======== Source information ========
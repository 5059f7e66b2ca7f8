//! Configuration management
//!
//! Loads configuration from:
//! 1. Default values
//! 2. Configuration files (config/default.toml, config/local.toml)
//! 3. Environment variables (override)

use serde::Deserialize;
use std::path::PathBuf;

/// Main application configuration
#[derive(Debug, Clone, Deserialize)]
pub struct AppConfig {
    pub server: ServerConfig,
    pub database: DatabaseConfig,
    pub auth: AuthConfig,
    pub logging: LoggingConfig,
}

/// Server configuration
#[derive(Debug, Clone, Deserialize)]
pub struct ServerConfig {
    /// Bind address (e.g., "0.0.0.0")
    pub host: String,
    /// Port number (e.g., 8000)
    pub port: u16,
    /// Mark the session cookie `Secure`
    #[serde(default)]
    pub secure_cookies: bool,
}

/// Database configuration (SQLite only)
#[derive(Debug, Clone, Deserialize)]
pub struct DatabaseConfig {
    /// Path to SQLite database file
    pub path: PathBuf,
}

/// Authentication configuration
#[derive(Debug, Clone, Deserialize)]
pub struct AuthConfig {
    /// HMAC key for session tokens (32+ bytes)
    pub signing_secret: String,
    /// Plaintext shared secret seeded into an empty credential store
    pub shared_secret: String,
    /// Label stored with the seeded credential
    pub shared_secret_description: String,
    /// PBKDF2 iteration count for stored hashes
    #[serde(default = "default_hash_rounds")]
    pub hash_rounds: u32,
    /// Session lifetime in seconds. Unset means tokens carry no expiry.
    #[serde(default)]
    pub session_max_age: Option<i64>,
}

fn default_hash_rounds() -> u32 {
    260_000
}

/// Logging configuration
#[derive(Debug, Clone, Deserialize)]
pub struct LoggingConfig {
    /// Log level: trace, debug, info, warn, error
    pub level: String,
    /// Log format: "pretty" or "json"
    pub format: String,
}

impl AppConfig {
    /// Load configuration from file and environment
    ///
    /// # Loading Order
    /// 1. Default values
    /// 2. config/default.toml (if exists)
    /// 3. config/local.toml (if exists)
    /// 4. Environment variables (TOKENGATE__*)
    ///
    /// Values are not checked here; `validate` runs once logging is up.
    ///
    /// # Errors
    /// Returns error if a source cannot be read or deserialized
    pub fn load() -> Result<Self, crate::error::AppError> {
        use config::{Config, Environment, File};

        let config = Config::builder()
            .set_default("server.host", "127.0.0.1")?
            .set_default("server.port", 8000)?
            .set_default("server.secure_cookies", false)?
            .set_default("database.path", "data/tokengate.db")?
            .set_default("auth.hash_rounds", i64::from(default_hash_rounds()))?
            .set_default("logging.level", "info")?
            .set_default("logging.format", "pretty")?
            .add_source(File::with_name("config/default").required(false))
            .add_source(File::with_name("config/local").required(false))
            .add_source(
                Environment::with_prefix("TOKENGATE")
                    .separator("__")
                    .try_parsing(true),
            )
            .build()
            .map_err(|e| crate::error::AppError::Config(e.to_string()))?;

        config
            .try_deserialize()
            .map_err(|e| crate::error::AppError::Config(e.to_string()))
    }

    /// Check required secrets and limits, warning on insecure defaults
    pub fn validate(&self) -> Result<(), crate::error::AppError> {
        const MIN_SIGNING_SECRET_BYTES: usize = 32;
        const MAX_DESCRIPTION_CHARS: usize = 120;

        if self.auth.signing_secret.as_bytes().len() < MIN_SIGNING_SECRET_BYTES {
            return Err(crate::error::AppError::Config(format!(
                "auth.signing_secret must be at least {} bytes",
                MIN_SIGNING_SECRET_BYTES
            )));
        }

        if self.auth.shared_secret.is_empty() {
            return Err(crate::error::AppError::Config(
                "auth.shared_secret is not set".to_string(),
            ));
        }

        let description = self.auth.shared_secret_description.trim();
        if description.is_empty() {
            return Err(crate::error::AppError::Config(
                "auth.shared_secret_description is not set".to_string(),
            ));
        }
        if description.chars().count() > MAX_DESCRIPTION_CHARS {
            return Err(crate::error::AppError::Config(format!(
                "auth.shared_secret_description must be at most {} characters",
                MAX_DESCRIPTION_CHARS
            )));
        }

        if self.auth.hash_rounds == 0 {
            return Err(crate::error::AppError::Config(
                "auth.hash_rounds must be greater than 0".to_string(),
            ));
        }

        match self.auth.session_max_age {
            Some(max_age) if max_age <= 0 => {
                return Err(crate::error::AppError::Config(
                    "auth.session_max_age must be greater than 0".to_string(),
                ));
            }
            Some(_) => {}
            None => tracing::warn!(
                "auth.session_max_age is unset; issued session tokens never expire"
            ),
        }

        if !matches!(self.logging.format.as_str(), "pretty" | "json") {
            return Err(crate::error::AppError::Config(format!(
                "logging.format must be \"pretty\" or \"json\", got \"{}\"",
                self.logging.format
            )));
        }

        if !self.server.secure_cookies {
            tracing::warn!(
                host = %self.server.host,
                "Using insecure session cookies"
            );
        }

        Ok(())
    }
}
========
Write out every record exactly as it appears above.

repository 5059f7e66b2ca7f8
//! Configuration management
//!
//! Loads configuration from:
//! 1. Default values
//! 2. Configuration files (config/default.toml, config/local.toml)
//! 3. Environment variables (override)

use serde::Deserialize;
use std::path::PathBuf;

/// Main application configuration
#[derive(Debug, Clone, Deserialize)]
pub struct AppConfig {
    pub server: ServerConfig,
    pub database: DatabaseConfig,
    pub auth: AuthConfig,
    pub logging: LoggingConfig,
}

/// Server configuration
#[derive(Debug, Clone, Deserialize)]
pub struct ServerConfig {
    /// Bind address (e.g., "0.0.0.0")
    pub host: String,
    /// Port number (e.g., 8000)
    pub port: u16,
    /// Mark the session cookie `Secure`
    #[serde(default)]
    pub secure_cookies: bool,
}

/// Database configuration (SQLite only)
#[derive(Debug, Clone, Deserialize)]
pub struct DatabaseConfig {
    /// Path to SQLite database file
    pub path: PathBuf,
}

/// Authentication configuration
#[derive(Debug, Clone, Deserialize)]
pub struct AuthConfig {
    /// HMAC key for session tokens (32+ bytes)
    pub signing_secret: String,
    /// Plaintext shared secret seeded into an empty credential store
    pub shared_secret: String,
    /// Label stored with the seeded credential
    pub shared_secret_description: String,
    /// PBKDF2 iteration count for stored hashes
    #[serde(default = "default_hash_rounds")]
    pub hash_rounds: u32,
    /// Session lifetime in seconds. Unset means tokens carry no expiry.
    #[serde(default)]
    pub session_max_age: Option<i64>,
}

fn default_hash_rounds() -> u32 {
    260_000
}

/// Logging configuration
#[derive(Debug, Clone, Deserialize)]
pub struct LoggingConfig {
    /// Log level: trace, debug, info, warn, error
    pub level: String,
    /// Log format: "pretty" or "json"
    pub format: String,
}

impl AppConfig {
    /// Load configuration from file and environment
    ///
    /// # Loading Order
    /// 1. Default values
    /// 2. config/default.toml (if exists)
    /// 3. config/local.toml (if exists)
    /// 4. Environment variables (TOKENGATE__*)
    ///
    /// Values are not checked here; `validate` runs once logging is up.
    ///
    /// # Errors
    /// Returns error if a source cannot be read or deserialized
    pub fn load() -> Result<Self, crate::error::AppError> {
        use config::{Config, Environment, File};

        let config = Config::builder()
            .set_default("server.host", "127.0.0.1")?
            .set_default("server.port", 8000)?
            .set_default("server.secure_cookies", false)?
            .set_default("database.path", "data/tokengate.db")?
            .set_default("auth.hash_rounds", i64::from(default_hash_rounds()))?
            .set_default("logging.level", "info")?
            .set_default("logging.format", "pretty")?
            .add_source(File::with_name("config/default").required(false))
            .add_source(File::with_name("config/local").required(false))
            .add_source(
                Environment::with_prefix("TOKENGATE")
                    .separator("__")
                    .try_parsing(true),
            )
            .build()
            .map_err(|e| crate::error::AppError::Config(e.to_string()))?;

        config
            .try_deserialize()
            .map_err(|e| crate::error::AppError::Config(e.to_string()))
    }

    /// Check required secrets and limits, warning on insecure defaults
    pub fn validate(&self) -> Result<(), crate::error::AppError> {
        const MIN_SIGNING_SECRET_BYTES: usize = 32;
        const MAX_DESCRIPTION_CHARS: usize = 120;

        if self.auth.signing_secret.as_bytes().len() < MIN_SIGNING_SECRET_BYTES {
            return Err(crate::error::AppError::Config(format!(
                "auth.signing_secret must be at least {} bytes",
                MIN_SIGNING_SECRET_BYTES
            )));
        }

        if self.auth.shared_secret.is_empty() {
            return Err(crate::error::AppError::Config(
                "auth.shared_secret is not set".to_string(),
            ));
        }

        let description = self.auth.shared_secret_description.trim();
        if description.is_empty() {
            return Err(crate::error::AppError::Config(
                "auth.shared_secret_description is not set".to_string(),
            ));
        }
        if description.chars().count() > MAX_DESCRIPTION_CHARS {
            return Err(crate::error::AppError::Config(format!(
                "auth.shared_secret_description must be at most {} characters",
                MAX_DESCRIPTION_CHARS
            )));
        }

        if self.auth.hash_rounds == 0 {
            return Err(crate::error::AppError::Config(
                "auth.hash_rounds must be greater than 0".to_string(),
            ));
        }

        match self.auth.session_max_age {
            Some(max_age) if max_age <= 0 => {
                return Err(crate::error::AppError::Config(
                    "auth.session_max_age must be greater than 0".to_string(),
                ));
            }
            Some(_) => {}
            None => tracing::warn!(
                "auth.session_max_age is unset; issued session tokens never expire"
            ),
        }

        if !matches!(self.logging.format.as_str(), "pretty" | "json") {
            return Err(crate::error::AppError::Config(format!(
                "logging.format must be \"pretty\" or \"json\", got \"{}\"",
                self.logging.format
            )));
        }

        if !self.server.secure_cookies {
            tracing::warn!(
                host = %self.server.host,
                "Using insecure session cookies"
            );
        }

        Ok(())
    }
}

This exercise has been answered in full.